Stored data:
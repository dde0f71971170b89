//! # Bounded Intake Queue
//!
//! A fixed-capacity FIFO that sits between the broker connector (the single
//! producer) and the worker pool (many consumers).
//!
//! ## Semantics:
//!
//! - **`put`** waits for a free slot. Nothing is ever dropped; a full queue
//!   simply stops the producer, which is how backpressure reaches the broker.
//! - **`get`** waits for an item.
//! - **`ack`** marks one previously received item as processed, and **`join`**
//!   waits until every item ever put has been acked.
//! - **`close`** is the shutdown signal: producers are refused, consumers
//!   drain what is left and then receive `None`.
//!
//! Two semaphores carry the accounting: `slots` counts free capacity and
//! `ready` counts queued items, so the deque never holds more than `capacity`
//! entries. The unacked count is published on a `watch` channel for `join`.

use std::collections::VecDeque;
use std::sync::Mutex;

use tokio::sync::{watch, Semaphore};

/// Returned by [`IntakeQueue::put`] once the queue is closed. Carries the item
/// back to the caller.
#[derive(Debug, PartialEq, Eq)]
pub struct Closed<T>(pub T);

pub struct IntakeQueue<T> {
    capacity: usize,
    items: Mutex<VecDeque<T>>,
    slots: Semaphore,
    ready: Semaphore,
    pending: watch::Sender<usize>,
}

impl<T> IntakeQueue<T> {
    /// Creates a queue holding at most `capacity` items (clamped to at least 1).
    pub fn new(capacity: usize) -> Self {
        let capacity = capacity.max(1);
        let (pending, _) = watch::channel(0);
        Self {
            capacity,
            items: Mutex::new(VecDeque::with_capacity(capacity)),
            slots: Semaphore::new(capacity),
            ready: Semaphore::new(0),
            pending,
        }
    }

    /// Enqueues `item`, waiting while the queue is full.
    pub async fn put(&self, item: T) -> Result<(), Closed<T>> {
        let permit = match self.slots.acquire().await {
            Ok(permit) => permit,
            Err(_) => return Err(Closed(item)),
        };
        permit.forget();

        // Counted before the item becomes visible so `join` can never observe
        // zero while it is still queued.
        self.pending.send_modify(|n| *n += 1);
        self.lock_items().push_back(item);
        self.ready.add_permits(1);
        Ok(())
    }

    /// Dequeues the oldest item, waiting while the queue is empty.
    ///
    /// Returns `None` once the queue is closed and fully drained.
    pub async fn get(&self) -> Option<T> {
        match self.ready.acquire().await {
            Ok(permit) => {
                permit.forget();
                let item = self.lock_items().pop_front();
                self.slots.add_permits(1);
                item
            }
            // After close the permits are meaningless; drain directly.
            Err(_) => self.lock_items().pop_front(),
        }
    }

    /// Marks one dequeued item as processed.
    pub fn ack(&self) {
        let mut underflow = false;
        self.pending.send_modify(|n| {
            if *n == 0 {
                underflow = true;
            } else {
                *n -= 1;
            }
        });
        if underflow {
            tracing::warn!("intake queue ack without a matching item; ignored");
        }
    }

    /// Waits until every item that was put has been acked.
    pub async fn join(&self) {
        let mut rx = self.pending.subscribe();
        // The sender lives in `self`, so the channel cannot close while we wait.
        let _ = rx.wait_for(|n| *n == 0).await;
    }

    /// Refuses further `put`s and lets consumers drain the remaining items.
    pub fn close(&self) {
        self.slots.close();
        self.ready.close();
    }

    pub fn is_closed(&self) -> bool {
        self.slots.is_closed()
    }

    pub fn len(&self) -> usize {
        self.lock_items().len()
    }

    pub fn is_empty(&self) -> bool {
        self.len() == 0
    }

    pub fn capacity(&self) -> usize {
        self.capacity
    }

    /// Items put but not yet acked (queued plus in flight at the workers).
    pub fn pending(&self) -> usize {
        *self.pending.borrow()
    }

    fn lock_items(&self) -> std::sync::MutexGuard<'_, VecDeque<T>> {
        // The lock is never held across an await or a user callback, so a
        // poisoned mutex still guards a consistent deque.
        self.items.lock().unwrap_or_else(|poisoned| poisoned.into_inner())
    }
}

What to work on:
Print each line, starting with the one that contains "self.ready.close();" and ending with the last line of the data, exactly as it stands and with no other lines.

Response for this exercise:
        self.ready.close();
    }

    pub fn is_closed(&self) -> bool {
        self.slots.is_closed()
    }

    pub fn len(&self) -> usize {
        self.lock_items().len()
    }

    pub fn is_empty(&self) -> bool {
        self.len() == 0
    }

    pub fn capacity(&self) -> usize {
        self.capacity
    }

    /// Items put but not yet acked (queued plus in flight at the workers).
    pub fn pending(&self) -> usize {
        *self.pending.borrow()
    }

    fn lock_items(&self) -> std::sync::MutexGuard<'_, VecDeque<T>> {
        // The lock is never held across an await or a user callback, so a
        // poisoned mutex still guards a consistent deque.
        self.items.lock().unwrap_or_else(|poisoned| poisoned.into_inner())
    }
}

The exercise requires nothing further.